Si le salarié télétravaille à l’étranger jusqu’à trois mois par an, il n’y a pas de problème. Le Sécurité sociale et la complémentaire remboursent les frais de santé urgents. Au-delà de trois mois, les droits affiliés à la Sécurité sociale se coupent, car elle considère que le salarié n’est plus résident français. De fait, la complémentaire ne peut plus intervenir. Dans cette situation, nous conseillons à l’employeur de souscrire pour ces salariés des contrats expatriés temporaires.

Comment se porte le marché de la santé/prévoyance des expatriés ?

Aujourd’hui, nous observons un transfert du marché du collectif vers l’individuel. Le statut de l’expatrié change. Seul 10 % des salariés partent aujourd’hui avec un vrai statut d’expatrié, où l’entreprise prend en charge l’assurance santé, à côté d’autres frais (école des enfants, logements etc.), là où ce taux était de 30 % il y a une vingtaine d’années. Le marché devient beaucoup plus individuel, baisse en valeur, avec des modes d’expatriation plus précaires, notamment avec les free-lances. Le budget consacré à la couverture santé des expatriés est beaucoup moins important.
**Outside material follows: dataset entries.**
//! LogWriter Core
//!
//! Leveled, timestamped messages on the console and optionally in a file,
//! written under a single lock so concurrent records never interleave.
//!
//! ```rust
//! use std::sync::Arc;
//! use logwriter_core::{Logger, LogWriter, LoggerConfig, LogLevel, MemorySink, SharedLogger};
//!
//! let console = MemorySink::new();
//! let writer = Arc::new(LogWriter::with_sink(
//!     LoggerConfig::default().with_display(false, true),
//!     Arc::new(console.clone()),
//! ));
//!
//! writer.set_min_level(LogLevel::Info);
//! writer.header("Startup");
//! writer.success("listening on :8080");
//!
//! // Hand the same writer to components that only need the `Logger` seam
//! let logger: SharedLogger = writer.clone();
//! logger.warn("cache cold");
//!
//! assert_eq!(
//!     console.lines(),
//!     vec!["===========", "  Startup", "===========", "[OK] listening on :8080", "[WARN] cache cold"]
//! );
//! ```

pub mod logging;
pub mod config;

// Re-export commonly used types
pub use logging::{
    Logger, LoggerExt, SharedLogger, NoOpLogger,
    LogLevel, LogWriter, ErrorDetail, LogWriteError, TemplateError,
    ConsoleSink, MemorySink, StdoutSink, Segment, SharedSink, Color,
    global,
};

pub use config::{LoggerConfig, ConfigError, ConfigResult};
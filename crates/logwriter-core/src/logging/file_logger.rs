//! Append-only file sink
//!
//! Each record opens the file, appends, flushes and closes it again. No handle
//! is held between records, so every record is complete on disk once the call
//! returns and the path can change freely between calls.

use std::fs::OpenOptions;
use std::io::{self, Write};
use std::path::Path;

use chrono::{DateTime, Local};

/// Date-time format used for file records, regardless of console settings
pub const FILE_TIMESTAMP_FORMAT: &str = "%Y-%m-%d %H:%M:%S%.3f";

/// Format one file record: `[<date time>] [<TAG>] <message>`
pub fn format_record(now: &DateTime<Local>, tag: &str, message: &str) -> String {
    format!("[{}] [{}] {}", now.format(FILE_TIMESTAMP_FORMAT), tag, message)
}

/// Append `record` plus a line terminator to the file at `path`
pub fn append_record(path: &Path, record: &str) -> io::Result<()> {
    let mut file = OpenOptions::new().create(true).append(true).open(path)?;
    writeln!(file, "{}", record)?;
    file.flush()
}

#[cfg(test)]
mod tests {
    use super::*;
    use chrono::{NaiveDateTime, TimeZone};
    use tempfile::tempdir;

    #[test]
    fn test_format_record() {
        let now = Local.with_ymd_and_hms(2024, 3, 9, 7, 5, 1).unwrap();
        assert_eq!(
            format_record(&now, "WARN", "disk almost full"),
            "[2024-03-09 07:05:01.000] [WARN] disk almost full"
        );
    }

    #[test]
    fn test_timestamp_parses_back() {
        let line = format_record(&Local::now(), "INFO", "x");
        let stamp = &line[1..24];
        assert!(NaiveDateTime::parse_from_str(stamp, FILE_TIMESTAMP_FORMAT).is_ok());
    }

    #[test]
    fn test_append_creates_and_appends() {
        let dir = tempdir().unwrap();
        let path = dir.path().join("app.log");

        append_record(&path, "first").unwrap();
        append_record(&path, "second\n  Exception: E: m").unwrap();

        let content = std::fs::read_to_string(&path).unwrap();
        assert_eq!(content, "first\nsecond\n  Exception: E: m\n");
    }

    #[test]
    fn test_append_to_missing_directory_fails() {
        let dir = tempdir().unwrap();
        let path = dir.path().join("missing").join("app.log");
        assert!(append_record(&path, "lost").is_err());
    }
}
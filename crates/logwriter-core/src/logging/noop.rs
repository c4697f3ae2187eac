//! No-op logger implementation

use super::traits::Logger;

/// A logger that does nothing
///
/// Useful for testing or when logging is not needed.
#[derive(Debug, Clone, Copy, Default)]
pub struct NoOpLogger;

impl NoOpLogger {
    /// Create a new no-op logger
    pub fn new() -> Self {
        Self
    }
}

impl Logger for NoOpLogger {
    fn debug(&self, _message: &str) {}
    fn info(&self, _message: &str) {}
    fn success(&self, _message: &str) {}
    fn warn(&self, _message: &str) {}
    fn error(&self, _message: &str) {}
    fn fatal(&self, _message: &str) {}
}

#[cfg(test)]
mod tests {
    use super::*;
    use crate::logging::SharedLogger;
    use std::sync::Arc;

    #[test]
    fn test_noop_logger() {
        let logger: SharedLogger = Arc::new(NoOpLogger::new());

        // These should all do nothing without panicking
        logger.debug("debug message");
        logger.info("info message");
        logger.success("success message");
        logger.warn("warn message");
        logger.error("error message");
        logger.fatal("fatal message");
        crate::log_info!(logger, "{} items", 3);
    }
}
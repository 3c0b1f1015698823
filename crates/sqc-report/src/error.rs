//! Error type for report rendering and output.

use std::path::PathBuf;

use thiserror::Error;

#[derive(Error, Debug)]
pub enum ReportError {
    /// The output file could not be created or written.
    #[error("cannot write report {path}: {source}")]
    Write {
        path: PathBuf,
        #[source]
        source: std::io::Error,
    },

    #[error("CSV encoding error: {0}")]
    Csv(#[from] csv::Error),

    #[error("JSON encoding error: {0}")]
    Json(#[from] serde_json::Error),

    #[error("I/O error: {0}")]
    Io(#[from] std::io::Error),
}
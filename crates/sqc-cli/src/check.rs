//! # Check Subcommand
//!
//! Validates a single scenario file and prints its verdict.

use std::path::PathBuf;

use anyhow::Result;
use clap::Args;

use crate::{
    print_aborted, print_verdict, write_file_reports, GlobalOptions, ReportFormats, EXIT_CLEAN,
    EXIT_FINDINGS, EXIT_OPERATIONAL,
};

/// Arguments for the `sqc check` subcommand.
#[derive(Args, Debug)]
pub struct CheckArgs {
    /// Scenario file to validate.
    #[arg(value_name = "FILE")]
    pub file: PathBuf,

    /// Directory for the per-file reports.
    #[arg(long, default_value = "reports/single_reports")]
    pub out_dir: PathBuf,

    /// Write a CSV report.
    #[arg(long)]
    pub csv: bool,

    /// Write a JSON report.
    #[arg(long)]
    pub json: bool,
}

/// Execute the check subcommand.
///
/// Returns exit code: 0 when clean, 1 on gate failures or findings, 2 when
/// the file could not be validated.
pub fn run_check(args: &CheckArgs, options: &GlobalOptions) -> Result<u8> {
    let config = options.load_config()?;
    let validator = options.validator(&config);

    let result = match validator.validate(&args.file) {
        Ok(result) => result,
        Err(e) => {
            print_aborted(&args.file, &e);
            return Ok(EXIT_OPERATIONAL);
        }
    };

    let formats = ReportFormats { csv: args.csv, json: args.json };
    write_file_reports(&result, &args.out_dir, formats)?;
    print_verdict(&result);

    tracing::info!(file = %args.file.display(), "analysis completed");
    Ok(if result.is_clean() { EXIT_CLEAN } else { EXIT_FINDINGS })
}
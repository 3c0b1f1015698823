//! # Markup Gate
//!
//! First pipeline gate: the file must be readable UTF-8 text that parses as
//! well-formed XML.

use std::path::Path;

use roxmltree::{Document, ParsingOptions};

/// Parse XML text, accepting (but not expanding) a DOCTYPE declaration.
pub fn parse_document(text: &str) -> Result<Document<'_>, roxmltree::Error> {
    let opts = ParsingOptions {
        allow_dtd: true,
        ..ParsingOptions::default()
    };
    Document::parse_with_options(text, opts)
}

/// Read a scenario file as text.
///
/// Unreadable or non-UTF-8 files yield `None`; the reason is logged at
/// debug level. Well-formedness is checked separately by [`parse_document`].
pub fn read_text(path: &Path) -> Option<String> {
    match std::fs::read_to_string(path) {
        Ok(text) => Some(text),
        Err(e) => {
            tracing::debug!(path = %path.display(), error = %e, "scenario file not readable");
            None
        }
    }
}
Avec la Covid-19, la prime moyenne a baissé d’à peu près 15 % (de 3·800 à 3·200 € maintenant). Les expatriés n’ont plus les moyens de se payer les mêmes couvertures qu’avant et la couverture sociale en pâtit. 75 % des expatriés sont équipés en santé (ce qui laisse un quart d’expatriés sans couverture), 85 % des expatriés ne sont pas couverts en prévoyance, et 75 % ne souscrivent pas à une retraite de base correcte. C’est préoccupant pour l’avenir.